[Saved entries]
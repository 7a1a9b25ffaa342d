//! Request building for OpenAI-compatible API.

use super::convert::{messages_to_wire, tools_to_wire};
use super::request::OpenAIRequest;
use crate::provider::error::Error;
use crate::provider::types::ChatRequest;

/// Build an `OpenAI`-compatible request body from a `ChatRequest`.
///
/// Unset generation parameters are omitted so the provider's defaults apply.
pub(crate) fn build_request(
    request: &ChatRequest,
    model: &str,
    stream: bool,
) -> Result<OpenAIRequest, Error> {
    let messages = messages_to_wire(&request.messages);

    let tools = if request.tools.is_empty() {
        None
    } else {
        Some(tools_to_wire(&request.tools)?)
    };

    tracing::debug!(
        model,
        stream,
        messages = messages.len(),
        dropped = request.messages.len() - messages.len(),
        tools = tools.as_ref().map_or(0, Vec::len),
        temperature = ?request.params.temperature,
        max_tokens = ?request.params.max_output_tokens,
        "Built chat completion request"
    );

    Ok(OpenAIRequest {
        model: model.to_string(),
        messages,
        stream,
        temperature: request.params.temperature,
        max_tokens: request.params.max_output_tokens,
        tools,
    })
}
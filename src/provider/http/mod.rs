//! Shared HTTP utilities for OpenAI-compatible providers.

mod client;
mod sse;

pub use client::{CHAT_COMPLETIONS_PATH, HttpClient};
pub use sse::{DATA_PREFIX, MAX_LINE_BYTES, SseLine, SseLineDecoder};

* * *

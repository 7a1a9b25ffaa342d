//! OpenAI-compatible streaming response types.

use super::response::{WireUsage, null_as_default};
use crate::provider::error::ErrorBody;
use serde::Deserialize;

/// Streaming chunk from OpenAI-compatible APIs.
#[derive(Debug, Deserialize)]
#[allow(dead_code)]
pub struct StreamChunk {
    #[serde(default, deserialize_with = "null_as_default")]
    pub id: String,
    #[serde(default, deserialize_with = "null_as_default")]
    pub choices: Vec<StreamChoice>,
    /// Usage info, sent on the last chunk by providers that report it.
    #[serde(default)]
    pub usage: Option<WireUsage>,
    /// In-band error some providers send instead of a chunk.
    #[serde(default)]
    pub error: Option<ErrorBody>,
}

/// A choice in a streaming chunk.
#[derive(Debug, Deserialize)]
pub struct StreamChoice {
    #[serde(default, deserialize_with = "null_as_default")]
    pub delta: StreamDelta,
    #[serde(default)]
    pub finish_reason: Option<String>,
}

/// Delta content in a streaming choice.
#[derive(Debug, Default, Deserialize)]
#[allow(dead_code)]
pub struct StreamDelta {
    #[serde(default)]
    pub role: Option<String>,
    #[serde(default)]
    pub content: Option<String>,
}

* * *

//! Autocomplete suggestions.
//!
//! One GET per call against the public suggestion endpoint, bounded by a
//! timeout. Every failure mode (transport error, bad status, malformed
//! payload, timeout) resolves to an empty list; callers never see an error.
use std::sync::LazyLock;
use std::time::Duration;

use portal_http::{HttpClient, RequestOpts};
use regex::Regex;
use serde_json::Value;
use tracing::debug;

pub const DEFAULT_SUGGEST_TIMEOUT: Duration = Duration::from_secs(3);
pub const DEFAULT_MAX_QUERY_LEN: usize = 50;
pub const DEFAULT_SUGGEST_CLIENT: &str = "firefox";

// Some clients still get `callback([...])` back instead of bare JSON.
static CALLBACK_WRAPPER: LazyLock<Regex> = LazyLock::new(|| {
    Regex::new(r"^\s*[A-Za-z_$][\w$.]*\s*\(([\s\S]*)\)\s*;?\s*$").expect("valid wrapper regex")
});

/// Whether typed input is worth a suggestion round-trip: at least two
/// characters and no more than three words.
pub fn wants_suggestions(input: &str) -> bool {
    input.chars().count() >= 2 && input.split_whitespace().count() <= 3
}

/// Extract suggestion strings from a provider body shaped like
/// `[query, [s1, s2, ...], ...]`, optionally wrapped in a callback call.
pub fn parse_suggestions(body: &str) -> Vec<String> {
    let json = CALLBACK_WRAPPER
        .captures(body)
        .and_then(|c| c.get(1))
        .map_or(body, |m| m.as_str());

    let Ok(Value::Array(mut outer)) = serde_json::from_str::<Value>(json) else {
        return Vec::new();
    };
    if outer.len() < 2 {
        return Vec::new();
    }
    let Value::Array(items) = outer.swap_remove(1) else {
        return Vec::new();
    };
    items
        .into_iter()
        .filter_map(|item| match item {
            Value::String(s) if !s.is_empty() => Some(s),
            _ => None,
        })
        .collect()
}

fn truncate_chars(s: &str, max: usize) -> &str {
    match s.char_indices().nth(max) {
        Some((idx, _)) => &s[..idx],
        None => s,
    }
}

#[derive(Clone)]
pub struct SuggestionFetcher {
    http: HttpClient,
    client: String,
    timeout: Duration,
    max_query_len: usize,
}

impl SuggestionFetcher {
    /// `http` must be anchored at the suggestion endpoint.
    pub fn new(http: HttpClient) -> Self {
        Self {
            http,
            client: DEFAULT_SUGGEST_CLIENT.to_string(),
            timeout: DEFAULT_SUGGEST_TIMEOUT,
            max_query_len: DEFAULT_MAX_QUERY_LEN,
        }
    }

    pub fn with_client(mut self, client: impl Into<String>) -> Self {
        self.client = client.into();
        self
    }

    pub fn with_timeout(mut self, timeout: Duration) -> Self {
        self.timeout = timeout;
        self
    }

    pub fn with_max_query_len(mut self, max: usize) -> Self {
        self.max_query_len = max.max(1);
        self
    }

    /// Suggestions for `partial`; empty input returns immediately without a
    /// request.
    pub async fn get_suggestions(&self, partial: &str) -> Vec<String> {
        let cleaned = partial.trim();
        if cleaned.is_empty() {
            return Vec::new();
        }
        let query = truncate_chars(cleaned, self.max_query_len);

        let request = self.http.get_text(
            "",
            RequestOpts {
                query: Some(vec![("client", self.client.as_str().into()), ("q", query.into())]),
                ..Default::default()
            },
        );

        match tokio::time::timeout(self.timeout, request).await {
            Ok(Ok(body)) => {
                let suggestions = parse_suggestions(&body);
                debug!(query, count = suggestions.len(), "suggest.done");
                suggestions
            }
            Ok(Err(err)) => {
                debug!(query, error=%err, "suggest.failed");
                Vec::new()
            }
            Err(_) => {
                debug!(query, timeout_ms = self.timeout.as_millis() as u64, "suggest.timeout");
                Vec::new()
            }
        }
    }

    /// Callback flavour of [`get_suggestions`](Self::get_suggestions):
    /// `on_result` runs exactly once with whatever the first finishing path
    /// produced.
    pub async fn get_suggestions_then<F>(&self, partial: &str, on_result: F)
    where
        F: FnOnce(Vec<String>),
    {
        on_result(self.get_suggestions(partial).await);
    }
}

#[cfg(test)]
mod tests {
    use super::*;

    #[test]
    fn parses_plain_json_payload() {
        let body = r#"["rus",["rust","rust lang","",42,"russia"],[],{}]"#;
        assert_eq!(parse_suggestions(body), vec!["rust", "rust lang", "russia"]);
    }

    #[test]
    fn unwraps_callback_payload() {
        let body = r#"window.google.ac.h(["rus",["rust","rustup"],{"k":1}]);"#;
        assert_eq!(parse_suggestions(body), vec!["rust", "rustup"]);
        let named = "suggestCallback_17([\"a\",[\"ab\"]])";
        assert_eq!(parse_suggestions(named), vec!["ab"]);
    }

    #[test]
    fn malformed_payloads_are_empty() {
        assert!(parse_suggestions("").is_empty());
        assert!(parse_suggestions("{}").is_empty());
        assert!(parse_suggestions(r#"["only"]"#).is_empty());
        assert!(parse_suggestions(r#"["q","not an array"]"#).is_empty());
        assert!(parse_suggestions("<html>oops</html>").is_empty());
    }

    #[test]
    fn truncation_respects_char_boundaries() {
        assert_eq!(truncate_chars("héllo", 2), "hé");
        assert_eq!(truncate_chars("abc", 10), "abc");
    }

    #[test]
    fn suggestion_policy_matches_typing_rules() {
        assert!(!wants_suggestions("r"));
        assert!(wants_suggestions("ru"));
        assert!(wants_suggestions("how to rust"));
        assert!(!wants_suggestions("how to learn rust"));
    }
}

What the exercise asks:
Of the entries listed above, reproduce only the lines starting at the line containing "pub const DEFAULT_SUGGEST_CLIENT: &str" and ending at the line containing "static CALLBACK_WRAPPER: LazyLock<Regex>". Include both, exactly as they stand.

Written answer:
pub const DEFAULT_SUGGEST_CLIENT: &str = "firefox";

// Some clients still get `callback([...])` back instead of bare JSON.
static CALLBACK_WRAPPER: LazyLock<Regex> = LazyLock::new(|| {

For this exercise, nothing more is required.